La réponse est dans vos données. Je la trouve, et je vous montre comment faire.

Je ne suis ni un cabinet ni un outil de plus. Je travaille en collaboration avec vos équipes, et tout ce que je produis est fonctionnel et autonome.

La décision vous revient : vous dirigez l'entreprise, vous êtes le numéro deux, ou vous répondez d'un département. J'interviens quand il faut trancher sans réponse fiable, et que personne chez vous n'a le temps ni les moyens de la produire.

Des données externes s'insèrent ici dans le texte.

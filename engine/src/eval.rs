use crate::error::{Error, Result};
use crate::index::DocId;
use serde::{Deserialize, Serialize};
use std::collections::BTreeSet;

/// One benchmark line: `<query text>\t<space-separated relevant ids>`.
#[derive(Debug, Clone, PartialEq, Serialize, Deserialize)]
pub struct BenchmarkQuery {
    pub query: String,
    pub relevant: BTreeSet<DocId>,
}

impl BenchmarkQuery {
    /// `line_no` is 1-based and only used for error messages.
    pub fn parse_line(line_no: usize, line: &str) -> Result<Self> {
        let malformed = |reason: &str| Error::MalformedBenchmarkLine { line: line_no, reason: reason.to_string() };
        let (query, ids) = line.trim_end_matches(['\r', '\n']).split_once('\t').ok_or_else(|| malformed("missing tab separator"))?;
        let relevant = ids
            .split_whitespace()
            .map(|id| id.parse::<DocId>().map_err(|_| malformed(&format!("bad document id '{id}'"))))
            .collect::<Result<BTreeSet<_>>>()?;
        if relevant.is_empty() {
            return Err(malformed("no relevant document ids"));
        }
        Ok(Self { query: query.to_string(), relevant })
    }
}

/// Parses a whole benchmark file, skipping blank lines.
pub fn parse_benchmark(text: &str) -> Result<Vec<BenchmarkQuery>> {
    text.lines()
        .enumerate()
        .filter(|(_, l)| !l.trim().is_empty())
        .map(|(i, l)| BenchmarkQuery::parse_line(i + 1, l))
        .collect()
}

/// Fraction of the first `k` results that are relevant. Missing positions
/// count as misses.
pub fn precision_at_k(results: &[DocId], relevant: &BTreeSet<DocId>, k: usize) -> Result<f64> {
    if k == 0 {
        return Err(Error::ZeroK { what: "precision@k" });
    }
    let hits = results.iter().take(k).filter(|id| relevant.contains(id)).count();
    Ok(hits as f64 / k as f64)
}

/// Mean of P@i over the ranks `i` holding a relevant document, divided by
/// the number of relevant documents.
pub fn average_precision(results: &[DocId], relevant: &BTreeSet<DocId>) -> Result<f64> {
    if relevant.is_empty() {
        return Err(Error::EmptyRelevantSet);
    }
    let mut found = 0usize;
    let mut sum = 0.0;
    for (i, id) in results.iter().enumerate() {
        if relevant.contains(id) {
            found += 1;
            sum += found as f64 / (i + 1) as f64;
        }
    }
    Ok(sum / relevant.len() as f64)
}

#[derive(Debug, Clone, Copy, Default, PartialEq, Serialize, Deserialize)]
pub struct Metrics {
    #[serde(rename = "mp@3")]
    pub mp_at_3: f64,
    #[serde(rename = "mp@r")]
    pub mp_at_r: f64,
    pub map: f64,
}

impl Metrics {
    /// `lambda * self + (1 - lambda) * other`, metric by metric.
    pub fn blend(&self, other: &Metrics, lambda: f64) -> Result<Metrics> {
        if !(0.0..=1.0).contains(&lambda) {
            return Err(Error::InvalidBlend(lambda));
        }
        let mix = |a: f64, b: f64| lambda * a + (1.0 - lambda) * b;
        Ok(Metrics { mp_at_3: mix(self.mp_at_3, other.mp_at_3), mp_at_r: mix(self.mp_at_r, other.mp_at_r), map: mix(self.map, other.map) })
    }
}

/// Runs `rank` for every query and averages P@3, P@R and AP. A query whose
/// ranking fails is scored as an empty result list.
pub fn evaluate<F>(queries: &[BenchmarkQuery], mut rank: F) -> Result<Metrics>
where
    F: FnMut(&BenchmarkQuery) -> Result<Vec<DocId>>,
{
    if queries.is_empty() {
        return Err(Error::EmptyBenchmark);
    }
    let mut total = Metrics::default();
    for q in queries {
        let results = rank(q).unwrap_or_else(|err| {
            tracing::warn!(query = %q.query, %err, "query failed, scoring as empty");
            Vec::new()
        });
        total.mp_at_3 += precision_at_k(&results, &q.relevant, 3)?;
        total.mp_at_r += precision_at_k(&results, &q.relevant, q.relevant.len())?;
        total.map += average_precision(&results, &q.relevant)?;
    }
    let n = queries.len() as f64;
    Ok(Metrics { mp_at_3: total.mp_at_3 / n, mp_at_r: total.mp_at_r / n, map: total.map / n })
}

#[cfg(test)]
mod tests {
    use super::*;

    fn set(ids: &[DocId]) -> BTreeSet<DocId> { ids.iter().copied().collect() }

    #[test]
    fn precision_at_k_examples() {
        let rel = set(&[0, 2, 5, 6, 7, 8]);
        assert_eq!(precision_at_k(&[0, 1, 2, 5, 6], &rel, 4).unwrap(), 0.75);
        assert_eq!(precision_at_k(&[0, 1], &rel, 4).unwrap(), 0.25);
        assert_eq!(precision_at_k(&[], &rel, 1).unwrap(), 0.0);
        assert_eq!(precision_at_k(&[0], &rel, 0), Err(Error::ZeroK { what: "precision@k" }));
    }

    #[test]
    fn average_precision_example() {
        let ap = average_precision(&[582, 17, 5666, 10003, 10], &set(&[10, 582, 877, 10003])).unwrap();
        assert!((ap - 0.525).abs() < 1e-12);
        assert_eq!(average_precision(&[1], &set(&[])), Err(Error::EmptyRelevantSet));
    }

    #[test]
    fn metrics_stay_in_unit_interval() {
        let rel = set(&[1, 2, 3]);
        for results in [vec![], vec![1, 2, 3], vec![4, 5, 1], vec![1, 1, 1, 1]] {
            for k in 1..6 {
                let p = precision_at_k(&results, &rel, k).unwrap();
                assert!((0.0..=1.0).contains(&p));
            }
            let ap = average_precision(&results, &rel).unwrap();
            assert!((0.0..=1.0).contains(&ap), "{results:?}: {ap}");
        }
    }

    #[test]
    fn parses_benchmark_lines() {
        let qs = parse_benchmark("web surfing\t1 3 4\n\nbeach\t5 6\r\n").unwrap();
        assert_eq!(qs.len(), 2);
        assert_eq!(qs[0].query, "web surfing");
        assert_eq!(qs[0].relevant, set(&[1, 3, 4]));
        assert_eq!(qs[1].relevant, set(&[5, 6]));
    }

    #[test]
    fn rejects_malformed_lines() {
        assert!(matches!(parse_benchmark("no tab here"), Err(Error::MalformedBenchmarkLine { line: 1, .. })));
        assert!(matches!(parse_benchmark("ok\t1\nbad\tx"), Err(Error::MalformedBenchmarkLine { line: 2, .. })));
        assert!(matches!(parse_benchmark("empty\t  "), Err(Error::MalformedBenchmarkLine { line: 1, .. })));
    }

    #[test]
    fn evaluate_averages_and_survives_failures() {
        let qs = parse_benchmark("a\t1 2\nb\t3").unwrap();
        let m = evaluate(&qs, |q| if q.query == "a" { Ok(vec![1, 5, 2]) } else { Err(Error::ZeroK { what: "test" }) }).unwrap();
        // a: P@3 = 2/3, P@R = 1/2, AP = (1 + 2/3) / 2; b: all zero
        assert!((m.mp_at_3 - (2.0 / 3.0) / 2.0).abs() < 1e-12);
        assert!((m.mp_at_r - 0.25).abs() < 1e-12);
        assert!((m.map - (5.0 / 6.0) / 2.0).abs() < 1e-12);
        assert_eq!(evaluate(&[], |_| Ok(vec![])), Err(Error::EmptyBenchmark));
    }

    #[test]
    fn blending() {
        let v = Metrics { mp_at_3: 1.0, mp_at_r: 0.5, map: 0.2 };
        let l = Metrics { mp_at_3: 0.0, mp_at_r: 0.5, map: 0.6 };
        let b = v.blend(&l, 0.25).unwrap();
        assert_eq!(b.mp_at_3, 0.25);
        assert_eq!(b.mp_at_r, 0.5);
        assert!((b.map - 0.5).abs() < 1e-12);
        assert_eq!(v.blend(&l, 1.5), Err(Error::InvalidBlend(1.5)));
    }
}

Trente minutes au téléphone →

Une personne et son réseau

Nadim Dziri

Nadim Dziri, ingénieur EPFL. Vingt ans à créer et diriger : les opérations de vente d'un opérateur télécom, la direction générale dans le retail. Ensuite l'ingénierie de données, la programmation et l'IA, jusqu'à des applications qui tournent en production.

La méthode n'a jamais changé : rechercher les données pertinentes, les structurer, les partager en équipe, en tirer les priorités, et les exécuter.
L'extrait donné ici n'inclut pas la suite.